#### Source data:
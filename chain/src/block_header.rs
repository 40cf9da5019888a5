use std::{fmt, io};
use hex::FromHex;
use ser::{deserialize, serialize};
use ser::{Deserializable, Error as ReaderError, Reader, Serializable, Stream};
use crypto::dhash256;
use compact::Compact;
use hash::H256;

/// A block header binds the block's parents, its transaction set and its
/// proof-of-work solution.
#[derive(PartialEq, Clone)]
pub struct BlockHeader {
	pub version: u32,
	/// Hashes of the parent blocks, sorted ascending.
	pub parent_hashes: Vec<H256>,
	/// Merkle root over the transaction hashes.
	pub hash_merkle_root: H256,
	/// Merkle root over the ids of transactions accepted by this block.
	pub accepted_id_merkle_root: H256,
	/// Multiset hash of the UTXO set after this block.
	pub utxo_commitment: H256,
	/// Milliseconds since the unix epoch.
	pub time: u64,
	pub bits: Compact,
	pub nonce: u64,
}

impl BlockHeader {
	/// Compute hash of the block header.
	pub fn hash(&self) -> H256 {
		block_header_hash(self)
	}

	pub fn is_genesis(&self) -> bool {
		self.parent_hashes.is_empty()
	}
}

impl fmt::Debug for BlockHeader {
	fn fmt(&self, f: &mut fmt::Formatter) -> fmt::Result {
		f.debug_struct("BlockHeader")
			.field("version", &self.version)
			.field("parent_hashes", &self.parent_hashes)
			.field("hash_merkle_root", &self.hash_merkle_root)
			.field("accepted_id_merkle_root", &self.accepted_id_merkle_root)
			.field("utxo_commitment", &self.utxo_commitment)
			.field("time", &self.time)
			.field("bits", &self.bits)
			.field("nonce", &self.nonce)
			.finish()
	}
}

impl From<&'static str> for BlockHeader {
	fn from(s: &'static str) -> Self {
		deserialize(&s.from_hex::<Vec<u8>>().unwrap() as &[u8]).unwrap()
	}
}

impl Serializable for BlockHeader {
	fn serialize(&self, stream: &mut Stream) {
		stream
			.append(&self.version)
			.append_list(&self.parent_hashes)
			.append(&self.hash_merkle_root)
			.append(&self.accepted_id_merkle_root)
			.append(&self.utxo_commitment)
			.append(&self.time)
			.append(&self.bits)
			.append(&self.nonce);
	}
}

impl Deserializable for BlockHeader {
	fn deserialize<T>(reader: &mut Reader<T>) -> Result<Self, ReaderError> where T: io::Read {
		Ok(BlockHeader {
			version: reader.read()?,
			parent_hashes: reader.read_list()?,
			hash_merkle_root: reader.read()?,
			accepted_id_merkle_root: reader.read()?,
			utxo_commitment: reader.read()?,
			time: reader.read()?,
			bits: reader.read()?,
			nonce: reader.read()?,
		})
	}
}

/// Compute hash of the block header.
pub fn block_header_hash(block_header: &BlockHeader) -> H256 {
	dhash256(&serialize(block_header))
}

#[cfg(test)]
mod tests {
	use ser::{deserialize, serialize};
	use hash::H256;
	use super::BlockHeader;

	fn sample_header() -> BlockHeader {
		BlockHeader {
			version: 1,
			parent_hashes: vec![H256::from(2u8), H256::from(3u8)],
			hash_merkle_root: H256::from(4u8),
			accepted_id_merkle_root: H256::from(5u8),
			utxo_commitment: H256::from(6u8),
			time: 7,
			bits: 8.into(),
			nonce: 9,
		}
	}

	#[test]
	fn test_block_header_round_trip() {
		let header = sample_header();
		let reread: BlockHeader = deserialize(serialize(&header).as_ref()).unwrap();
		assert_eq!(header, reread);
	}

	#[test]
	fn test_block_header_hash_depends_on_nonce() {
		let header = sample_header();
		let mut other = header.clone();
		other.nonce += 1;
		assert!(header.hash() != other.hash());
	}
}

#### PROBLEM DETAILS:
Check every line above for the string "reread", and copy the ones that have it.

#### RESULT OF THE EXERCISE:
		let reread: BlockHeader = deserialize(serialize(&header).as_ref()).unwrap();
		assert_eq!(header, reread);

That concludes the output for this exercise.